ACTION ITEM:
Take each line of the material that includes "debug" and copy it.

PROVIDED RECORDS:
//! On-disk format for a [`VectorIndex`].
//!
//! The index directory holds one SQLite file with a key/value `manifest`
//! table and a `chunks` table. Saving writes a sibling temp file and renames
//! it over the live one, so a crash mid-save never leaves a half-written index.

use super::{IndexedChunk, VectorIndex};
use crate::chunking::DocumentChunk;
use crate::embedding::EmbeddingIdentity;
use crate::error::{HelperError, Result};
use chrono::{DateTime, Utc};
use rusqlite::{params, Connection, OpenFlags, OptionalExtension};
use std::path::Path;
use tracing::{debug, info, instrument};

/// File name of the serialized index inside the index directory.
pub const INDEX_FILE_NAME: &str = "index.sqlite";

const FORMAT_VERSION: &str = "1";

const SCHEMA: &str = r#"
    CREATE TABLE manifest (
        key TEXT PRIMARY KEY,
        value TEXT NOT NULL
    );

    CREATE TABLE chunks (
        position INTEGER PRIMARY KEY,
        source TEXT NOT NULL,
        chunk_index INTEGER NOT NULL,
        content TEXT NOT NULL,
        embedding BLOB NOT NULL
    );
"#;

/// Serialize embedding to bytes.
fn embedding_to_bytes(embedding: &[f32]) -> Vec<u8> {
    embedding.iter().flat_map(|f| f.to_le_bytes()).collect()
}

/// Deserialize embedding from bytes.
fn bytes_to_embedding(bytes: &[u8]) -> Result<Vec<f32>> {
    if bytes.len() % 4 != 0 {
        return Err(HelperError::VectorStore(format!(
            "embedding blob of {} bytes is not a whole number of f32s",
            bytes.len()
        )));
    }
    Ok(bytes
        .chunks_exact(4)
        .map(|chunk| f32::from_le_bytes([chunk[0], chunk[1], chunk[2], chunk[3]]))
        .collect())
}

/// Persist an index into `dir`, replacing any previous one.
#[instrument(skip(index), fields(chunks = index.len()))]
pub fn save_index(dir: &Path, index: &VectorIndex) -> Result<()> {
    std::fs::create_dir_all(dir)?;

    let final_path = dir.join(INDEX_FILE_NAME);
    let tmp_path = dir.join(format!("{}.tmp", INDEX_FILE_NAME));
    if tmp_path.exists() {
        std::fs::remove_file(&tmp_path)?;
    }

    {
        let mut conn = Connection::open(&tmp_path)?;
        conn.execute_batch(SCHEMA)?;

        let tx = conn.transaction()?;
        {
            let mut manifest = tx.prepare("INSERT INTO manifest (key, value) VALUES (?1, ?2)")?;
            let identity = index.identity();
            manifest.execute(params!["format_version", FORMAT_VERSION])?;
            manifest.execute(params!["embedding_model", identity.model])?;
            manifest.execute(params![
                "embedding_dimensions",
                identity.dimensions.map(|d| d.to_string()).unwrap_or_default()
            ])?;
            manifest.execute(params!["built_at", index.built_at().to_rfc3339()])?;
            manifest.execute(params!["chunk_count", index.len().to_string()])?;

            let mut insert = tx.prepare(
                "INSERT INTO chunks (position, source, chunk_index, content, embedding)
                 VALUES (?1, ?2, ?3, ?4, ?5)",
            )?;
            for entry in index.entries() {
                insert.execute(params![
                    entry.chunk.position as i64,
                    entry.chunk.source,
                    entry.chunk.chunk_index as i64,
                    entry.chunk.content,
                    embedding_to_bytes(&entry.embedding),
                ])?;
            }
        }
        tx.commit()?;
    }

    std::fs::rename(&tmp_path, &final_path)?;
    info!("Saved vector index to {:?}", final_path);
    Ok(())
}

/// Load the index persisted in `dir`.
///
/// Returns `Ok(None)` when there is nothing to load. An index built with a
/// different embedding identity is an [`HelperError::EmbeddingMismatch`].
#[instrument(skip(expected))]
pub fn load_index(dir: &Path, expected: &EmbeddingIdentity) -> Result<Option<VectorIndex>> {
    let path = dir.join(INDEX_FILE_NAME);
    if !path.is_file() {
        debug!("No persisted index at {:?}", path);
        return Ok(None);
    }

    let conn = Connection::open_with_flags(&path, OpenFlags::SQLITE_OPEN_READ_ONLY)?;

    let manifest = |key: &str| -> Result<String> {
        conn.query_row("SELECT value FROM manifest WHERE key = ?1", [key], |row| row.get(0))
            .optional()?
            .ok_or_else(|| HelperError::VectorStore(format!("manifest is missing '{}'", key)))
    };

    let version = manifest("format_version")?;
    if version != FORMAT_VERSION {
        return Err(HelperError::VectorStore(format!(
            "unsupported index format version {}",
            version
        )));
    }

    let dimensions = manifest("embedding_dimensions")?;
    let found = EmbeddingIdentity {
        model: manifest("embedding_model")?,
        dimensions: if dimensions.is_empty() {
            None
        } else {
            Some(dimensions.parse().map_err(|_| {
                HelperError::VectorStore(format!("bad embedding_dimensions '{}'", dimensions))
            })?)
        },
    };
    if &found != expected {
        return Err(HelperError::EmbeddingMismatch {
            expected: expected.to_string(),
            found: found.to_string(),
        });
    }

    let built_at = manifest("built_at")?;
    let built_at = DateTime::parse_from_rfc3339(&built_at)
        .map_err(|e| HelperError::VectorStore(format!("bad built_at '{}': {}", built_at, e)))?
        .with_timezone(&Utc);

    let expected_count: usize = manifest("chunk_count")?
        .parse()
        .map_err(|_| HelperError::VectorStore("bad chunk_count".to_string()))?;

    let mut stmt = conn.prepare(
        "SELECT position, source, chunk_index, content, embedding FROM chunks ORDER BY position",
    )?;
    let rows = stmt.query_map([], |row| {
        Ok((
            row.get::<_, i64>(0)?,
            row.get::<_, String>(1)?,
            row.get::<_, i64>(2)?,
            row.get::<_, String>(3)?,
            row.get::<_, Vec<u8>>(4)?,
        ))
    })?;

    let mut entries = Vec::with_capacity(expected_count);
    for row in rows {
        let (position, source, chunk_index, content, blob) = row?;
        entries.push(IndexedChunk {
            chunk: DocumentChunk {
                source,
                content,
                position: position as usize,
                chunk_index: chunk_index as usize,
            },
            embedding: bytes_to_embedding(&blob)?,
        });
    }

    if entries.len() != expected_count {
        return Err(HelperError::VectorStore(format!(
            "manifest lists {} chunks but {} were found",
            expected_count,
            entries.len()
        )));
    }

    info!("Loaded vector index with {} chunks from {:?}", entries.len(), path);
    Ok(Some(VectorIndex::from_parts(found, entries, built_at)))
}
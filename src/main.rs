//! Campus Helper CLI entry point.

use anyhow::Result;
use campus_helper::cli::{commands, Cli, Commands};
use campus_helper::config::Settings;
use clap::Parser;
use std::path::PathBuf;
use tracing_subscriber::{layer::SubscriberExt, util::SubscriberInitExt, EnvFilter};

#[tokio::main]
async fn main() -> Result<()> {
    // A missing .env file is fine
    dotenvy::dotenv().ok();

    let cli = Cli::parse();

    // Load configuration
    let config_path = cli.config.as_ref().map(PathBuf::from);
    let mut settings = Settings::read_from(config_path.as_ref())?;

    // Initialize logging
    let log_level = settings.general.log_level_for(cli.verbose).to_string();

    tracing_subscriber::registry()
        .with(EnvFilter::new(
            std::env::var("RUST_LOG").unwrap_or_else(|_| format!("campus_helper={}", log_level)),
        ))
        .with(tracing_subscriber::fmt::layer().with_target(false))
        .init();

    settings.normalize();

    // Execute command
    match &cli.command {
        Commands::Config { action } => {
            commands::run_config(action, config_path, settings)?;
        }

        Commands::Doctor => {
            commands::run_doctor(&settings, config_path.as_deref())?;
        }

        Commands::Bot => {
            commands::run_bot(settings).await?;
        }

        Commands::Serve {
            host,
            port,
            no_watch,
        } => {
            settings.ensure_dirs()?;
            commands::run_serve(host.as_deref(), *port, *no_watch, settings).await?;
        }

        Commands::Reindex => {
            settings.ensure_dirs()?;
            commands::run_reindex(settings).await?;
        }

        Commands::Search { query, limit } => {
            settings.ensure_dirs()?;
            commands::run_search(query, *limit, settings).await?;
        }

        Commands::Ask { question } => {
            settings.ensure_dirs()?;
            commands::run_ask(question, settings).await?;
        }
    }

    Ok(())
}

ANSWER AREA:
use tracing::{debug, info, instrument};
        debug!("No persisted index at {:?}", path);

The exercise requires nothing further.